> **ACTIVITY**
Each entry should be duplicated exactly, with no line missing.

Data excerpts
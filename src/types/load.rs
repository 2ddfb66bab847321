//! Load-series input types
//!
//! A load series is the only thing the binning core consumes: an ordered
//! sequence of load measurements plus the design metadata that normally
//! lives alongside the data in an engineer's spreadsheet.

use chrono::NaiveDateTime;
use serde::{Deserialize, Serialize};

/// A single load measurement in MBH (thousands of Btu per hour)
///
/// The timestamp is optional; ordering matters only for operating-hours
/// metrics, never for binning itself.
#[derive(Debug, Clone, Copy, PartialEq, Serialize, Deserialize)]
pub struct LoadSample {
    pub timestamp: Option<NaiveDateTime>,
    pub load: f64,
}

impl LoadSample {
    /// An untimestamped measurement
    pub fn new(load: f64) -> Self {
        Self {
            timestamp: None,
            load,
        }
    }

    /// A timestamped measurement
    pub fn at(timestamp: NaiveDateTime, load: f64) -> Self {
        Self {
            timestamp: Some(timestamp),
            load,
        }
    }
}

/// Design metadata accompanying a load series
#[derive(Debug, Clone, Serialize, Deserialize)]
pub struct SeriesMetadata {
    /// Display name (building, sheet or file name)
    pub name: String,
    /// Nameplate design capacity in MBH - the 100% part-load reference
    pub design_capacity_mbh: f64,
    /// Gross floor area in square feet, when known (enables Btu/sf metrics)
    pub gross_floor_area_sf: Option<f64>,
}

/// An ordered load series with its metadata
#[derive(Debug, Clone, Serialize, Deserialize)]
pub struct LoadSeries {
    pub metadata: SeriesMetadata,
    pub samples: Vec<LoadSample>,
}

impl LoadSeries {
    pub fn len(&self) -> usize {
        self.samples.len()
    }

    pub fn is_empty(&self) -> bool {
        self.samples.is_empty()
    }
}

> **WRITTEN SOLUTION**
filename src/types/load.rs
repository 2ddfb66bab847321
//! Load-series input types
//!
//! A load series is the only thing the binning core consumes: an ordered
//! sequence of load measurements plus the design metadata that normally
//! lives alongside the data in an engineer's spreadsheet.

use chrono::NaiveDateTime;
use serde::{Deserialize, Serialize};

/// A single load measurement in MBH (thousands of Btu per hour)
///
/// The timestamp is optional; ordering matters only for operating-hours
/// metrics, never for binning itself.
#[derive(Debug, Clone, Copy, PartialEq, Serialize, Deserialize)]
pub struct LoadSample {
    pub timestamp: Option<NaiveDateTime>,
    pub load: f64,
}

impl LoadSample {
    /// An untimestamped measurement
    pub fn new(load: f64) -> Self {
        Self {
            timestamp: None,
            load,
        }
    }

    /// A timestamped measurement
    pub fn at(timestamp: NaiveDateTime, load: f64) -> Self {
        Self {
            timestamp: Some(timestamp),
            load,
        }
    }
}

/// Design metadata accompanying a load series
#[derive(Debug, Clone, Serialize, Deserialize)]
pub struct SeriesMetadata {
    /// Display name (building, sheet or file name)
    pub name: String,
    /// Nameplate design capacity in MBH - the 100% part-load reference
    pub design_capacity_mbh: f64,
    /// Gross floor area in square feet, when known (enables Btu/sf metrics)
    pub gross_floor_area_sf: Option<f64>,
}

/// An ordered load series with its metadata
#[derive(Debug, Clone, Serialize, Deserialize)]
pub struct LoadSeries {
    pub metadata: SeriesMetadata,
    pub samples: Vec<LoadSample>,
}

impl LoadSeries {
    pub fn len(&self) -> usize {
        self.samples.len()
    }

    pub fn is_empty(&self) -> bool {
        self.samples.is_empty()
    }
}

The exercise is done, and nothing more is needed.